Jest jednym z najwybitniejszych polskich fotografów, prekursorem fotografii reportażowej. Wystawa prezentuje 30 najnowszych zdjęć, które zostały zrobione na warszawskiej Pradze, ale poza jednym – nie wskazują ściśle na tę dzielnicę. Równie dobrze mogłyby zostać zrobione w zupełnie innych miejscach. Na żadnym nie ma ludzi.
– Sieć ulic, pewna ilość domów i podwórek podpowiada jednak tropy – uważa Tadeusz Rolke. – Takich miejsc w Europie nie ma wiele, w Polsce istnieją jeszcze w Łodzi. Trudno byłoby wskazać inne, gdzie jest takie natężenie cywilizacji „przejściowej”, w której ludzie mieszkają i funkcjonują, choć jednocześnie ona coraz bardziej zanika.
Czy bardziej zależało mu na opowieści o rozpadzie, zanikaniu miejsca czy o jego zmianie? – Bardziej niż sprawy socjalne ciekawią mnie przedmioty – odpowiada. – Na Pradze są takie, które mogłyby być eksponowane w galeriach sztuki nowoczesnej jako dzieła „ready made”, podobnie jak stało się z pisuarem pokazanym przez Marcela Duchampa 100 lat temu.
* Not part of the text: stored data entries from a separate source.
//! Close codes and close-frame parameters.
//!
//! # Codes
//!
//! | Code | Variant |
//! |------|---------|
//! | 1000 | [`CloseCode::Normal`] |
//! | 1001 | [`CloseCode::GoingAway`] |
//! | 1002 | [`CloseCode::ProtocolError`] |
//! | 1003 | [`CloseCode::UnsupportedData`] |
//! | 1005 | [`CloseCode::NoStatus`] (reserved) |
//! | 1006 | [`CloseCode::Abnormal`] (reserved) |
//! | 1007 | [`CloseCode::InvalidPayload`] |
//! | 1008 | [`CloseCode::PolicyViolation`] |
//! | 1009 | [`CloseCode::TooBig`] |
//! | 1010 | [`CloseCode::MandatoryExtension`] |
//! | 1011 | [`CloseCode::InternalError`] |
//! | 1015 | [`CloseCode::TlsHandshake`] (reserved) |
//! | 3000-4999 | [`CloseCode::Application`] |

// ============================================================================
// Imports
// ============================================================================

use std::fmt;

use tokio_tungstenite::tungstenite::protocol::CloseFrame;
use tokio_tungstenite::tungstenite::protocol::frame::coding::CloseCode as WsCloseCode;

use crate::error::{Error, Result};

use super::ping::MAX_CONTROL_PAYLOAD;

// ============================================================================
// Constants
// ============================================================================

/// Maximum UTF-8 length of a close reason (control payload minus the code).
pub const MAX_CLOSE_REASON: usize = MAX_CONTROL_PAYLOAD - 2;

/// First code of the application-assigned range.
const APPLICATION_MIN: u16 = 3000;

/// Last code of the application-assigned range.
const APPLICATION_MAX: u16 = 4999;

// ============================================================================
// CloseCode
// ============================================================================

/// Close status code.
#[derive(Debug, Clone, Copy, PartialEq, Eq, Hash, Default)]
pub enum CloseCode {
    /// 1000: normal closure.
    #[default]
    Normal,
    /// 1001: endpoint going away.
    GoingAway,
    /// 1002: protocol error.
    ProtocolError,
    /// 1003: unsupported data type.
    UnsupportedData,
    /// 1005: no status code was present.
    NoStatus,
    /// 1006: connection dropped without a close frame.
    Abnormal,
    /// 1007: payload inconsistent with message type.
    InvalidPayload,
    /// 1008: policy violation.
    PolicyViolation,
    /// 1009: message too big.
    TooBig,
    /// 1010: client expected an extension the server did not negotiate.
    MandatoryExtension,
    /// 1011: unexpected server condition.
    InternalError,
    /// 1015: TLS handshake failure.
    TlsHandshake,
    /// 3000-4999: application-assigned.
    Application(u16),
}

impl CloseCode {
    /// Returns the numeric code.
    #[must_use]
    pub const fn as_u16(&self) -> u16 {
        match self {
            Self::Normal => 1000,
            Self::GoingAway => 1001,
            Self::ProtocolError => 1002,
            Self::UnsupportedData => 1003,
            Self::NoStatus => 1005,
            Self::Abnormal => 1006,
            Self::InvalidPayload => 1007,
            Self::PolicyViolation => 1008,
            Self::TooBig => 1009,
            Self::MandatoryExtension => 1010,
            Self::InternalError => 1011,
            Self::TlsHandshake => 1015,
            Self::Application(code) => *code,
        }
    }

    /// Maps a numeric code to a close code.
    ///
    /// # Errors
    ///
    /// Returns [`Error::InvalidArgument`] for codes outside the standard set
    /// and the application range.
    pub fn from_u16(code: u16) -> Result<Self> {
        Ok(match code {
            1000 => Self::Normal,
            1001 => Self::GoingAway,
            1002 => Self::ProtocolError,
            1003 => Self::UnsupportedData,
            1005 => Self::NoStatus,
            1006 => Self::Abnormal,
            1007 => Self::InvalidPayload,
            1008 => Self::PolicyViolation,
            1009 => Self::TooBig,
            1010 => Self::MandatoryExtension,
            1011 => Self::InternalError,
            1015 => Self::TlsHandshake,
            APPLICATION_MIN..=APPLICATION_MAX => Self::Application(code),
            _ => {
                return Err(Error::invalid_argument(format!(
                    "close code {code} is neither standard nor in {APPLICATION_MIN}-{APPLICATION_MAX}"
                )));
            }
        })
    }

    /// Creates an application-assigned close code.
    ///
    /// # Errors
    ///
    /// Returns [`Error::InvalidArgument`] if `code` is outside 3000-4999.
    pub fn application(code: u16) -> Result<Self> {
        if (APPLICATION_MIN..=APPLICATION_MAX).contains(&code) {
            Ok(Self::Application(code))
        } else {
            Err(Error::invalid_argument(format!(
                "application close code {code} outside {APPLICATION_MIN}-{APPLICATION_MAX}"
            )))
        }
    }

    /// Returns `true` for codes that must never appear in a close frame.
    ///
    /// 1005, 1006 and 1015 only describe a closure locally.
    #[inline]
    #[must_use]
    pub const fn is_reserved(&self) -> bool {
        matches!(self, Self::NoStatus | Self::Abnormal | Self::TlsHandshake)
    }

    /// Returns `true` if the code may be put in a close frame.
    ///
    /// An [`Application`](Self::Application) value built directly must
    /// still fall in 3000-4999.
    #[inline]
    #[must_use]
    pub const fn is_sendable(&self) -> bool {
        match self {
            Self::Application(code) => *code >= APPLICATION_MIN && *code <= APPLICATION_MAX,
            other => !other.is_reserved(),
        }
    }
}

impl fmt::Display for CloseCode {
    fn fmt(&self, f: &mut fmt::Formatter<'_>) -> fmt::Result {
        write!(f, "{}", self.as_u16())
    }
}

impl From<WsCloseCode> for CloseCode {
    fn from(code: WsCloseCode) -> Self {
        let raw = u16::from(code);
        Self::from_u16(raw).unwrap_or(Self::ProtocolError)
    }
}

// ============================================================================
// CloseRequest
// ============================================================================

/// Validated parameters of a local close.
#[derive(Debug, Clone, PartialEq, Eq)]
pub struct CloseRequest {
    /// Close code to report.
    pub code: CloseCode,
    /// UTF-8 reason, at most [`MAX_CLOSE_REASON`] bytes.
    pub reason: String,
}

impl CloseRequest {
    /// Validates a close code and reason.
    ///
    /// # Errors
    ///
    /// Returns [`Error::InvalidArgument`] if an application code is outside
    /// 3000-4999 or the reason does not fit in a control frame.
    pub fn new(code: CloseCode, reason: impl Into<String>) -> Result<Self> {
        if let CloseCode::Application(raw) = code {
            CloseCode::application(raw)?;
        }

        let reason = reason.into();
        if reason.len() > MAX_CLOSE_REASON {
            return Err(Error::invalid_argument(format!(
                "close reason is {} bytes, limit is {MAX_CLOSE_REASON}",
                reason.len()
            )));
        }
        Ok(Self { code, reason })
    }

    /// Normal closure with an empty reason.
    #[must_use]
    pub fn normal() -> Self {
        Self {
            code: CloseCode::Normal,
            reason: String::new(),
        }
    }

    /// Builds the wire close frame.
    ///
    /// Codes that are not [sendable](CloseCode::is_sendable) go out as
    /// normal closure.
    #[must_use]
    pub fn to_frame(&self) -> CloseFrame {
        let code = if self.code.is_sendable() {
            self.code
        } else {
            CloseCode::Normal
        };
        CloseFrame {
            code: WsCloseCode::from(code.as_u16()),
            reason: self.reason.clone().into(),
        }
    }
}

// ============================================================================
// CloseInfo
// ============================================================================

/// How a session ended, as reported to `on_disconnect`.
#[derive(Debug, Clone, PartialEq, Eq)]
pub struct CloseInfo {
    /// Close code from the close frame, or [`CloseCode::Abnormal`] when the
    /// connection dropped without one.
    pub code: CloseCode,
    /// Close reason (empty if none).
    pub reason: String,
    /// `true` if the peer initiated the close.
    pub by_peer: bool,
}

impl CloseInfo {
    /// Close info for a connection that dropped without a close frame.
    #[must_use]
    pub fn abnormal() -> Self {
        Self {
            code: CloseCode::Abnormal,
            reason: String::new(),
            by_peer: true,
        }
    }

    /// Close info parsed from a received close frame.
    #[must_use]
    pub fn from_frame(frame: Option<&CloseFrame>, by_peer: bool) -> Self {
        match frame {
            Some(frame) => Self {
                code: CloseCode::from(frame.code),
                reason: frame.reason.as_str().to_owned(),
                by_peer,
            },
            None => Self {
                code: CloseCode::NoStatus,
                reason: String::new(),
                by_peer,
            },
        }
    }
}

// ============================================================================
// Tests
// ============================================================================

#[cfg(test)]
mod tests {
    use super::*;

    #[test]
    fn test_standard_codes_round_trip() {
        for raw in [
            1000, 1001, 1002, 1003, 1005, 1006, 1007, 1008, 1009, 1010, 1011, 1015,
        ] {
            let code = CloseCode::from_u16(raw).unwrap();
            assert_eq!(code.as_u16(), raw);
            assert!(!matches!(code, CloseCode::Application(_)));
        }
    }

    #[test]
    fn test_application_range() {
        assert_eq!(CloseCode::from_u16(4000).unwrap(), CloseCode::Application(4000));
        assert!(CloseCode::application(2999).is_err());
        assert!(CloseCode::application(5000).is_err());
        assert!(CloseCode::from_u16(1004).is_err());
    }

    #[test]
    fn test_default_is_normal() {
        assert_eq!(CloseCode::default().as_u16(), 1000);
    }

    #[test]
    fn test_reason_length_limit() {
        assert!(CloseRequest::new(CloseCode::Normal, "x".repeat(MAX_CLOSE_REASON)).is_ok());
        assert!(CloseRequest::new(CloseCode::Normal, "x".repeat(MAX_CLOSE_REASON + 1)).is_err());
    }

    #[test]
    fn test_reserved_codes_sent_as_normal() {
        let request = CloseRequest::new(CloseCode::Abnormal, "gone").unwrap();
        let frame = request.to_frame();
        assert_eq!(u16::from(frame.code), 1000);
        assert_eq!(frame.reason.as_str(), "gone");
    }

    #[test]
    fn test_out_of_range_application_code_rejected() {
        for raw in [5, 2999, 5000] {
            let err = CloseRequest::new(CloseCode::Application(raw), "").unwrap_err();
            assert!(matches!(err, Error::InvalidArgument { .. }));
        }
        assert!(CloseRequest::new(CloseCode::Application(4000), "").is_ok());
    }

    #[test]
    fn test_unsendable_code_in_literal_sent_as_normal() {
        let request = CloseRequest {
            code: CloseCode::Application(5),
            reason: String::new(),
        };
        assert!(!request.code.is_sendable());
        assert_eq!(u16::from(request.to_frame().code), 1000);

        let request = CloseRequest::new(CloseCode::Application(4321), "").unwrap();
        assert_eq!(u16::from(request.to_frame().code), 4321);
    }

    #[test]
    fn test_close_info_from_missing_frame() {
        let info = CloseInfo::from_frame(None, true);
        assert_eq!(info.code, CloseCode::NoStatus);
        assert!(info.by_peer);
    }
}
//! Opening request captured for accepted sessions.

// ============================================================================
// Imports
// ============================================================================

use tokio_tungstenite::tungstenite::handshake::server::Request;
use tokio_tungstenite::tungstenite::http::header::SEC_WEBSOCKET_PROTOCOL;

// ============================================================================
// HandshakeInfo
// ============================================================================

/// The client's opening request as seen by the server.
#[derive(Debug, Clone, Default, PartialEq, Eq)]
pub struct HandshakeInfo {
    /// Request path including the query string.
    pub path: String,
    /// Request headers in arrival order.
    pub headers: Vec<(String, String)>,
    /// Sub-protocol the server selected.
    pub protocol: Option<String>,
}

impl HandshakeInfo {
    /// Captures path and headers from an upgrade request.
    ///
    /// Header values that are not visible ASCII are skipped.
    #[must_use]
    pub(crate) fn from_request(request: &Request) -> Self {
        let path = request
            .uri()
            .path_and_query()
            .map_or_else(|| "/".to_string(), |pq| pq.as_str().to_string());

        let headers = request
            .headers()
            .iter()
            .filter_map(|(name, value)| {
                let value = value.to_str().ok()?;
                Some((name.as_str().to_string(), value.to_string()))
            })
            .collect();

        Self {
            path,
            headers,
            protocol: None,
        }
    }

    /// Returns the first value of a header, matched case-insensitively.
    #[must_use]
    pub fn header(&self, name: &str) -> Option<&str> {
        self.headers
            .iter()
            .find(|(key, _)| key.eq_ignore_ascii_case(name))
            .map(|(_, value)| value.as_str())
    }

    /// Returns the sub-protocols the client offered, in order.
    #[must_use]
    pub fn offered_protocols(&self) -> Vec<&str> {
        self.headers
            .iter()
            .filter(|(key, _)| key.eq_ignore_ascii_case(SEC_WEBSOCKET_PROTOCOL.as_str()))
            .flat_map(|(_, value)| value.split(','))
            .map(str::trim)
            .filter(|protocol| !protocol.is_empty())
            .collect()
    }
}

// ============================================================================
// Tests
// ============================================================================
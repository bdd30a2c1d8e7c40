//! Wire-level pieces of the session protocol.
//!
//! # Protocol Overview
//!
//! | Frame | Direction | Payload |
//! |-------|-----------|---------|
//! | Text | both | one compact JSON object |
//! | Ping | both | random bytes, user bytes, or a 16-byte timed payload |
//! | Pong | both | echo of the ping payload |
//! | Close | both | close code + UTF-8 reason |
//!
//! # Modules
//!
//! | Module | Description |
//! |--------|-------------|
//! | `codec` | JSON encode/decode for text frames |
//! | `close` | Close codes and close-frame parameters |
//! | `ping` | Ping payloads and RTT correlation |

// ============================================================================
// Submodules
// ============================================================================

/// JSON codec for text frames.
pub mod codec;

/// Close codes.
pub mod close;

/// Ping payloads.
pub mod ping;

// ============================================================================
// Re-exports
// ============================================================================

pub use close::{CloseCode, CloseInfo, CloseRequest, MAX_CLOSE_REASON};
pub use codec::{JsonObject, decode, encode};
pub use ping::{MAX_CONTROL_PAYLOAD, TIMED_PING_LEN, TimedPing, monotonic_nanos};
Takim przedmiotem uwiecznionym przeze mnie jest puszka ze śmieciami, dziura w murze, fioletowa kłódka na zielonej kracie, która niczego nie zamyka. Nie wiadomo, skąd tam się wzięła. Dla mnie to obrazy, których szukam. Znalazłem je na tych podwórkach.
Na przełomie lat 80. i 90. artysta wykonał cykl o podobnym tytule „Jutro będzie lepiej”, w którym utrwalił Polskę czasu przemian.
– Decydującym argumentem dla obecnego tytułu było to, że trafiłem na taki napis na murze – wyjaśnia. – Powiedzenie „będzie dobrze” oznacza trochę mniej niż „będzie lepiej”. Ten przypadkowo znaleziony napis potwierdził coś, co wychodzi poza moje czysto formalne zainteresowania, a wchodzi w politykę miasta. Ale dla mnie najważniejsze są te sensowne albo bezsensowne przedmioty. Głównie jednak bezsensowne, bez funkcji.